Mary McNamara: A Mom With a Critical Eye on TV

By Christina Elston

parenting - Mary McNamara

L.A. Times television critic Mary McNamara watches – and talks about – shows with her three kids, including younger daughter Darby Stayton. PHOTO BY KIM ZARUBA

Mary McNamara took on her job as television critic at The Los Angeles Times in 2009. The mother of three – Danny Stayton, 17; Fiona Stayton, 15 and Darby Stayton, 9 – had been a features writer and editor at The Times for 18 years when she was offered the job. “My question was, ‘Can I work from home?’ And they said, ‘Oh yeah, you’ll have to.’ If I didn’t believe in miracles before that, I would have believed then,” McNamara says. “It was the most fortuitous job to take because it made being a working parent easier.”

But that doesn’t mean it is easy. The explosion of new shows (as many as 400 new scripted shows this year alone) keeps McNamara, winner of the 2015 Pulitzer Prize for Criticism, plenty busy.

We chatted this fall about family viewing. Here is a snippet of our conversation.
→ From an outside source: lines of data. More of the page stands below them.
//! Bidirectional relay between an accepted WebSocket and an upstream
//! byte stream.
//!
//! Each session runs two pump tasks: inbound (WebSocket messages →
//! upstream writes, verbatim and in arrival order) and outbound
//! (upstream read chunks → one Binary message per chunk). The first
//! pump to finish or fail moves the session to `Closing` and aborts
//! the other; teardown happens exactly once per session. The upstream
//! endpoint is generic so tests can drive the engine with in-memory
//! duplex streams instead of real sockets.

use burrow_core::{TunnelError, TunnelResult};
use futures_util::stream::{SplitSink, SplitStream};
use futures_util::{SinkExt, StreamExt};
use tokio::io::{AsyncRead, AsyncReadExt, AsyncWrite, AsyncWriteExt, ReadHalf, WriteHalf};
use tokio::task::JoinError;
use tokio_tungstenite::tungstenite::Message;
use tokio_tungstenite::WebSocketStream;
use tracing::debug;

/// Read buffer size for the upstream → WebSocket direction.
const READ_BUF_SIZE: usize = 16 * 1024;

/// Lifecycle of one tunnel session.
#[derive(Debug, Clone, Copy, PartialEq, Eq)]
pub enum SessionState {
    /// Constructed, pumps not yet running.
    Connecting,
    /// Both directions active.
    Relaying,
    /// One direction finished or failed; tearing the other down.
    Closing,
    /// Both endpoints released. Terminal, reached exactly once.
    Closed,
}

/// One active relay owning exactly one WebSocket and one upstream
/// stream for its lifetime.
pub struct TunnelSession<S, T> {
    ws: Option<WebSocketStream<S>>,
    upstream: Option<T>,
    state: SessionState,
}

impl<S, T> TunnelSession<S, T>
where
    S: AsyncRead + AsyncWrite + Unpin + Send + 'static,
    T: AsyncRead + AsyncWrite + Send + 'static,
{
    /// Build a session from an accepted WebSocket and a dialed
    /// upstream stream.
    pub fn new(ws: WebSocketStream<S>, upstream: T) -> Self {
        Self {
            ws: Some(ws),
            upstream: Some(upstream),
            state: SessionState::Connecting,
        }
    }

    /// Current lifecycle state.
    pub fn state(&self) -> SessionState {
        self.state
    }

    fn transition(&mut self, next: SessionState) {
        debug!(from = ?self.state, to = ?next, "session state change");
        self.state = next;
    }

    /// Relay until both directions are done, then release both
    /// endpoints.
    ///
    /// Returns `Ok(())` on a clean close from either side (WebSocket
    /// Close frame or upstream EOF) and [`TunnelError::Relay`] /
    /// [`TunnelError::Io`] when the first-failing direction aborted
    /// the session.
    pub async fn run(&mut self) -> TunnelResult<()> {
        let ws = self
            .ws
            .take()
            .ok_or_else(|| TunnelError::Relay("session already ran".into()))?;
        let upstream = self
            .upstream
            .take()
            .ok_or_else(|| TunnelError::Relay("session already ran".into()))?;

        let (ws_tx, ws_rx) = ws.split();
        let (upstream_rd, upstream_wr) = tokio::io::split(upstream);

        self.transition(SessionState::Relaying);
        let mut inbound = tokio::spawn(pump_inbound(ws_rx, upstream_wr));
        let mut outbound = tokio::spawn(pump_outbound(upstream_rd, ws_tx));

        // First direction to finish (cleanly or not) tears down the other.
        let result = tokio::select! {
            first = &mut inbound => {
                self.transition(SessionState::Closing);
                outbound.abort();
                flatten(first)
            }
            first = &mut outbound => {
                self.transition(SessionState::Closing);
                inbound.abort();
                flatten(first)
            }
        };

        self.transition(SessionState::Closed);
        result
    }
}

fn flatten(joined: Result<TunnelResult<()>, JoinError>) -> TunnelResult<()> {
    joined.map_err(|e| TunnelError::Relay(format!("relay task failed: {e}")))?
}

/// WebSocket → upstream. Message payloads are written verbatim, no
/// re-framing. A clean Close half-closes the upstream write side and
/// leaves the read side to the outbound pump.
async fn pump_inbound<S, T>(
    mut ws_rx: SplitStream<WebSocketStream<S>>,
    mut upstream_wr: WriteHalf<T>,
) -> TunnelResult<()>
where
    S: AsyncRead + AsyncWrite + Unpin,
    T: AsyncRead + AsyncWrite,
{
    while let Some(frame) = ws_rx.next().await {
        let msg =
            frame.map_err(|e| TunnelError::Relay(format!("websocket receive failed: {e}")))?;
        match msg {
            Message::Binary(payload) => upstream_wr.write_all(&payload).await?,
            Message::Text(text) => upstream_wr.write_all(text.as_bytes()).await?,
            Message::Close(_) => break,
            // Pings are answered by the protocol layer; neither is payload.
            Message::Ping(_) | Message::Pong(_) => {}
            _ => {}
        }
    }
    // Signal end-of-output to the peer. Already-closed endpoints are a
    // no-op here, keeping teardown idempotent.
    let _ = upstream_wr.shutdown().await;
    Ok(())
}

/// Upstream → WebSocket. Each read chunk becomes one Binary message,
/// preserving chunk boundaries. EOF finishes the direction cleanly
/// with a Close frame.
async fn pump_outbound<S, T>(
    mut upstream_rd: ReadHalf<T>,
    mut ws_tx: SplitSink<WebSocketStream<S>, Message>,
) -> TunnelResult<()>
where
    S: AsyncRead + AsyncWrite + Unpin,
    T: AsyncRead + AsyncWrite,
{
    let mut buf = vec![0u8; READ_BUF_SIZE];
    loop {
        let n = upstream_rd.read(&mut buf).await?;
        if n == 0 {
            let _ = ws_tx.send(Message::Close(None)).await;
            break;
        }
        ws_tx
            .send(Message::Binary(buf[..n].to_vec().into()))
            .await
            .map_err(|e| TunnelError::Relay(format!("websocket send failed: {e}")))?;
    }
    Ok(())
}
What has been your approach to your kids’ television viewing?

We started out like every new parent: My child will only watch 20 minutes of educational television a day. My first kid was a boy, and he was a high-energy boy, and he loved movies, and he loved the Disney movies. And so we watched a lot of Disney movies. We had a [half-hour] rule, but I remember, when you turned it off, he just went ballistic. What we realized was, he couldn’t stand not watching the whole thing from beginning to end. He needed to see the story end.

What family shows do you recommend?

Every family in America should watch the “black-ish” premiere, because they take on the N word from this very smart, from all sides, respectful of everybody’s vantage point. And it’s funny and very family oriented and they take on this topic that people don’t feel comfortable talking about, or talking about with their kids. Darby loves “black-ish.” It’s her favorite show. She doesn’t even know what the N word is. I had to tell her the actual word: “There’s this word, and you might hear it, probably in music, and you’re now going to learn why we don’t say it.”

There’s “The Middle” and “Modern Family,” which are just wonderful. And “Fresh Off the Boat,” which is also wonderful. Then there’s all of the good, solid procedurals. We love “Castles” still, we love “Bones” still and those are just the work horses of television. Those are really fun to watch with your kids. My daughter now has just started catching up with “Grey’s Anatomy,” so that’s fun.

For the little kids, some of the Disney shows are really good. We like “Girl Meets World.” That was really clever, the way they brought back “Boy Meets World” with the kids now grown up playing the parents. “Jesse” is on heavy rotation.

Darby doesn’t like to be scared, but she loves “Grimm.” But I have to watch it first. I watch it first, and then I tell her where the monsters are going to be, and then she hides her face when the monsters come, and then comes back.

So you advise parents to watch shows first?

Yeah. I would pay attention to what your kids want to watch. Middle school, when they start watching things that aren’t on Disney Channel. When they’re watching “Pretty Little Liars.” When they’re watching ABC Family. Some of the shows are very very good, but some of them can be very edgy, and some of them deal with sexuality.

“Pretty Little Liars” is a really good example. I reviewed that, and I thought it was a really good show, and then I kind of lost track of it. And my daughter was watching it, and there was a story line in which one of the girls is having an affair with her high school teacher. And I’m like. “OK, let’s talk about this for a minute.”

I’m pretty liberal about what my kids, when they’re older, get to watch, as long as they’re mature enough to have a conversation in a meaningful way about what the show is about. I always told them, when they started watching shows that would have profanity, “If I hear you using these words, then you will not be watching this show any more. This is in the context of this show. If I see you acting like this, then you will not be watching this show.” But I really haven’t had that experience.

So often, parents are just told to keep their kids away from television.

I don’t think parents should see TV as the enemy. It’s not the enemy. There’s beautiful stuff on there for all ages. There’s so much going on right now that it would be silly for parents to cut themselves off from that. There’s the seeds of a million conversations that are going to be easier to have because you’re watching a television show together.